Suffrage jewellery refers to jewellery worn by suffragists, including suffragettes, in the years immediately preceding the First World War, ranging from the homemade to the mass-produced to fine, one-off Arts and Crafts pieces. Its primary purpose was to demonstrate its wearer's allegiance to the cause of women's suffrage in the UK. Jewellery was a key mechanism used by British suffragists to identify themselves.
The suffragettes, in particular, successfully embraced the language of contemporary fashion - including its emphasis on delicate femininity - as a strategy for increasing the popular appeal of their movement and dodging the stereotype of the 'masculine' women's rights campaigner. As fashion lecturer Cally Blackman notes, "Membership numbers grew, and it became fashionable to identify with the struggle for the vote, even if only by wearing a small piece of jewellery picked out in semi-precious coloured stones or enamel." 

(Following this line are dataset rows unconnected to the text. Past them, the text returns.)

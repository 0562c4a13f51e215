// This Source Code Form is subject to the terms of the Mozilla Public
// License, v. 2.0. If a copy of the MPL was not distributed with this
// file, You can obtain one at https://mozilla.org/MPL/2.0/.

// Copyright 2025 Oxide Computer Company

//! Packet field identifiers.

use super::header::HeaderGroup;
use core::fmt;
use core::fmt::Display;
use serde::Deserialize;
use serde::Serialize;

/// A well-known packet field.
#[derive(
    Clone,
    Copy,
    Debug,
    Deserialize,
    Eq,
    Hash,
    Ord,
    PartialEq,
    PartialOrd,
    Serialize,
)]
pub enum FieldNum {
    // Metadata.
    InputPort,
    OutputPort,
    Vrf,
    PacketLength,
    NexthopId,
    NexthopGroupId,
    TrapId,
    TunnelId,
    PolicerId,
    PacketAction,
    Attribute8,
    Attribute16,
    Attribute24,
    Attribute32,

    // Ethernet.
    EtherMacDst,
    EtherMacSrc,
    EtherType,
    VlanId,
    VlanPriority,

    // IP chain.
    IpVersion,
    IpAddrSrc,
    IpAddrDst,
    IpHop,
    IpProtocol,
    IpQos,
    IpFlowLabel,
    GreProtocol,
    GreKey,
    GreSeq,

    // ARP.
    ArpOp,
    ArpSha,
    ArpSpa,
    ArpTha,
    ArpTpa,

    // MPLS.
    MplsLabel,
    MplsTc,
    MplsTtl,

    // Transport.
    L4PortSrc,
    L4PortDst,
    TcpFlags,
    TcpSeq,
    TcpAck,
    IcmpType,
    IcmpCode,
    NdTarget,
    NdSll,
    NdTll,
}

impl FieldNum {
    pub const COUNT: usize = 47;

    #[inline]
    pub const fn index(self) -> usize {
        self as usize
    }

    /// The header group owning this field.
    pub const fn group(self) -> HeaderGroup {
        use FieldNum::*;

        match self {
            InputPort | OutputPort | Vrf | PacketLength | NexthopId
            | NexthopGroupId | TrapId | TunnelId | PolicerId
            | PacketAction | Attribute8 | Attribute16 | Attribute24
            | Attribute32 => HeaderGroup::Packet,

            EtherMacDst | EtherMacSrc | EtherType | VlanId | VlanPriority => {
                HeaderGroup::L2
            }

            IpVersion | IpAddrSrc | IpAddrDst | IpHop | IpProtocol | IpQos
            | IpFlowLabel | GreProtocol | GreKey | GreSeq | ArpOp | ArpSha
            | ArpSpa | ArpTha | ArpTpa | MplsLabel | MplsTc | MplsTtl => {
                HeaderGroup::L3
            }

            L4PortSrc | L4PortDst | TcpFlags | TcpSeq | TcpAck | IcmpType
            | IcmpCode | NdTarget | NdSll | NdTll => HeaderGroup::L4,
        }
    }
}

impl Display for FieldNum {
    fn fmt(&self, f: &mut fmt::Formatter) -> fmt::Result {
        write!(f, "{self:?}")
    }
}

/// Selects between repeated occurrences of a field.
///
/// Instance 0 is the outermost occurrence. [`Instance::LAST`] selects
/// the innermost, whatever the count.
#[derive(
    Clone,
    Copy,
    Debug,
    Default,
    Deserialize,
    Eq,
    Hash,
    Ord,
    PartialEq,
    PartialOrd,
    Serialize,
)]
pub struct Instance(u8);

impl Instance {
    pub const FIRST: Self = Self(0);
    pub const LAST: Self = Self(u8::MAX);

    pub const fn new(n: u8) -> Self {
        Self(n)
    }

    pub const fn is_last(self) -> bool {
        self.0 == u8::MAX
    }

    /// Resolve against `count` occurrences, returning the index of the
    /// selected one.
    pub fn resolve(self, count: usize) -> Option<usize> {
        if count == 0 {
            return None;
        }

        if self.is_last() {
            return Some(count - 1);
        }

        let idx = usize::from(self.0);
        (idx < count).then_some(idx)
    }
}

impl Display for Instance {
    fn fmt(&self, f: &mut fmt::Formatter) -> fmt::Result {
        if self.is_last() { write!(f, "last") } else { write!(f, "{}", self.0) }
    }
}

/// Identifies a packet field.
#[derive(
    Clone, Copy, Debug, Deserialize, Eq, Hash, PartialEq, Serialize,
)]
pub enum FieldId {
    /// A well-known field.
    Field { num: FieldNum, instance: Instance },

    /// A user-defined field: `size` raw bytes at `offset` from the
    /// start of the header in `group`. Offsets past the end of that
    /// header continue into the next non-empty group.
    Udf { group: HeaderGroup, offset: u16, size: u16, instance: Instance },
}

impl FieldId {
    /// The first instance of a well-known field.
    pub const fn new(num: FieldNum) -> Self {
        Self::Field { num, instance: Instance::FIRST }
    }

    pub const fn nth(num: FieldNum, n: u8) -> Self {
        Self::Field { num, instance: Instance::new(n) }
    }

    pub const fn last(num: FieldNum) -> Self {
        Self::Field { num, instance: Instance::LAST }
    }

    pub const fn udf(group: HeaderGroup, offset: u16, size: u16) -> Self {
        Self::Udf { group, offset, size, instance: Instance::FIRST }
    }

    /// The group resolution starts from.
    pub const fn group(&self) -> HeaderGroup {
        match self {
            Self::Field { num, .. } => num.group(),
            Self::Udf { group, .. } => *group,
        }
    }

    pub const fn instance(&self) -> Instance {
        match self {
            Self::Field { instance, .. } | Self::Udf { instance, .. } => {
                *instance
            }
        }
    }
}

impl From<FieldNum> for FieldId {
    fn from(num: FieldNum) -> Self {
        Self::new(num)
    }
}

impl Display for FieldId {
    fn fmt(&self, f: &mut fmt::Formatter) -> fmt::Result {
        match self {
            Self::Field { num, instance } => write!(f, "{num}[{instance}]"),
            Self::Udf { group, offset, size, instance } => {
                write!(f, "UDF({group}+{offset}:{size})[{instance}]")
            }
        }
    }
}

/// An operation a protocol handler applies to one of its fields.
#[derive(
    Clone, Copy, Debug, Deserialize, Eq, Hash, PartialEq, Serialize,
)]
pub enum FieldOp {
    /// Overwrite the field, padding or truncating the argument to the
    /// field's width.
    Set,
    /// Add the argument, wrapping at the field's width.
    Inc,
    /// Subtract the argument, wrapping at the field's width.
    Dec,
}

impl Display for FieldOp {
    fn fmt(&self, f: &mut fmt::Formatter) -> fmt::Result {
        let s = match self {
            Self::Set => "SET",
            Self::Inc => "INC",
            Self::Dec => "DEC",
        };
        write!(f, "{s}")
    }
}

#[cfg(test)]
mod test {
    use super::*;

    #[test]
    fn instance_resolve() {
        assert_eq!(Instance::FIRST.resolve(0), None);
        assert_eq!(Instance::FIRST.resolve(2), Some(0));
        assert_eq!(Instance::new(1).resolve(2), Some(1));
        assert_eq!(Instance::new(2).resolve(2), None);
        assert_eq!(Instance::LAST.resolve(3), Some(2));
    }

    #[test]
    fn field_groups() {
        assert_eq!(FieldNum::Attribute24.group(), HeaderGroup::Packet);
        assert_eq!(FieldNum::VlanPriority.group(), HeaderGroup::L2);
        assert_eq!(FieldNum::MplsTtl.group(), HeaderGroup::L3);
        assert_eq!(FieldNum::NdTll.group(), HeaderGroup::L4);
        assert_eq!(FieldNum::NdTll.index() + 1, FieldNum::COUNT);
    }

    #[test]
    fn field_id_json() {
        let id = FieldId::last(FieldNum::IpAddrDst);
        let json = serde_json::to_string(&id).unwrap();
        let back: FieldId = serde_json::from_str(&json).unwrap();
        assert_eq!(id, back);
        assert_eq!(format!("{id}"), "IpAddrDst[last]");
    }
}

Most suffragette jewellery featured the Women's Social and Political Union (WSPU) colours: purple, white, and green. There is some disagreement over who designed this visual branding - either prominent WSPU member Sylvia Pankhurst, who had trained at the Manchester School of Art and the Royal College of Art  or Emmeline Pethick-Lawrence, co-editor of Votes for Women. Association with the suffragette cause became so fashionable by 1908 that Mappin & Webb, holders of royal warrants for jewellery since 1897, issued a catalogue of suffragette jewellery.
There appear to have been close links between the suffragettes and the artists of the Arts and Crafts movement.
Popular designs for suffrage jewellery included Sylvia Pankhurst's 'Angel of Freedom' design, hatpins in the shape of an arrow to evoke the prison convict's arrow, and badges displaying photos of the WSPU leaders.
Some writers, particularly those focused on the collectors' market, argue that the significance of jewellery as a means of self-identification with the Suffragette Movement is overstated, due to the popularity of these jewellery colours before and after the period in which suffragettes were most active. However, as scholar Elizabeth Goring notes, the purple-white-green colour combination was deeply symbolic of the Suffragette Movement and the use of these colours "offered a powerful means by which suffragettes could publicly advertise their identity," and would not be construed as merely decorative by others.
The dearth of items identified explicitly as suffragette jewellery in major collections can be partly attributed to the difficulty of using colour alone, without specific date of origin or other documentation, to distinguish this jewellery from other Edwardian jewellery. Association of medals with the Suffragette Movement is more straightforward, and in 2015 the gallantry medal awarded to Mary Aldham was sold at auction for £23,450.
The Museum of London permanent collection contains an example of a bespoke piece of suffragette jewellery with clear provenance, created by Ernestine Mills to commemorate the release from Holloway Prison of Louise Mary Eates, Secretary of Kensington Women's Social and Political Union.